My dog escaped this
morning -- EARLY this morning. I padded
out to the kitchen around 6 am today. As
per routine, I opened the back door to let the dog do his morning business in
the back yard. I proceeded to make
coffee and unload the dishwasher. I
finally poured my first cup of joe and realized my dog still hadn't returned to
be allowed entrance back into the house.
So out I go, in my pj's, in the cold, onto the deck where I discover
that one of the gates has been left open and my little adventurer has
disappeared.
For the next 45
minutes to an hour my husband and I search for our dog. Not easy… it's still dark and our dog is
black. Just as we have decided to go
home and hope our precious mutt returns, we see him headed our way. My emotions were a mixture of relief and pure
annoyance. I get the dog to take him
inside and my husband hurries to take his shower, eat quickly and head to
work. I finally sit down to have my
quiet time, but my heart isn't really quiet.
I don't feel angry but that annoyance of spending the first hour of my day
in the cold looking for my dog is lingering.
God began to speak
some truth to me. My dog was glad to be
home. He was a bit sorry as one could
tell by his tucked in tail and the fact that he kept rolling over to show me his
belly. The reality is though that if he
was loosed into the back yard tomorrow and the gate was open, he would most
likely go adventuring again. My dog
doesn't get true repentance, and I knew I needed to ask the tough question: do
I understand true repentance or do I too often act like my dog? Do I want to be
home with Jesus, and dwell where He is AND also go adventuring at times and do
whatever I want. When I ramble back
home after adventuring, do I want to get by with a little tuck of my tail and a
showing of my belly to prove that I am willing to submit to God's authority?
In my quiet time I
read about Enoch. Enoch never died, he just got an awesome trip straight to
heaven. He literally disappeared from
earth. Enoch is decribed as a person who
pleased God. It doesn't say that Enoch
did anything wildly important. Enoch
wasn't a CEO, or someone super famous. Enoch didn't invent the latest coolest
gadget. Enoch wasn't everyone's favorite
teacher or coach. Enoch was just a guy
who pleased God. Enoch didn't want to
leave the yard to go adventuring; Enoch wanted to be where God was all the
time. Enoch wanted to be with God, hang
out with God, talk to God, know God, and do whatever he could to make God
happy. And because of that Enoch is
listed among the faithful in Hebrews 11.
I was struck by the
idea that God just wants me to be like Enoch.

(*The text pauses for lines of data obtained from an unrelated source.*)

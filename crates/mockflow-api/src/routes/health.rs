//! Health check endpoint.

use std::sync::Arc;

use axum::{extract::State, Json};

use crate::types::{ApiState, HealthResponse};

/// Handler for GET /health
pub async fn health_handler(State(state): State<Arc<ApiState>>) -> Json<HealthResponse> {
    let graph = state.graph.read().await;
    let nodes: usize = graph.iter().map(|t| t.subtree_size()).sum();
    // Each tree of size k contributes k-1 parent->child edges.
    let edges = nodes.saturating_sub(graph.len());

    Json(HealthResponse {
        status: "ok".to_string(),
        nodes,
        edges,
    })
}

He isn't asking me to do things that others will identify as
impressively important. He hasn't asked me to sell everything I own and move to
a country on the other side of the world.
He's asking me to be focused on Him alone. I haven't been adventuring
lately, but God wants more from me than just dog loyalty. God wants priority commitment. God wants me to long to please Him more than
anything else I do. God wants me to live
like Enoch, all for the glory of His great name. Now that's loyalty.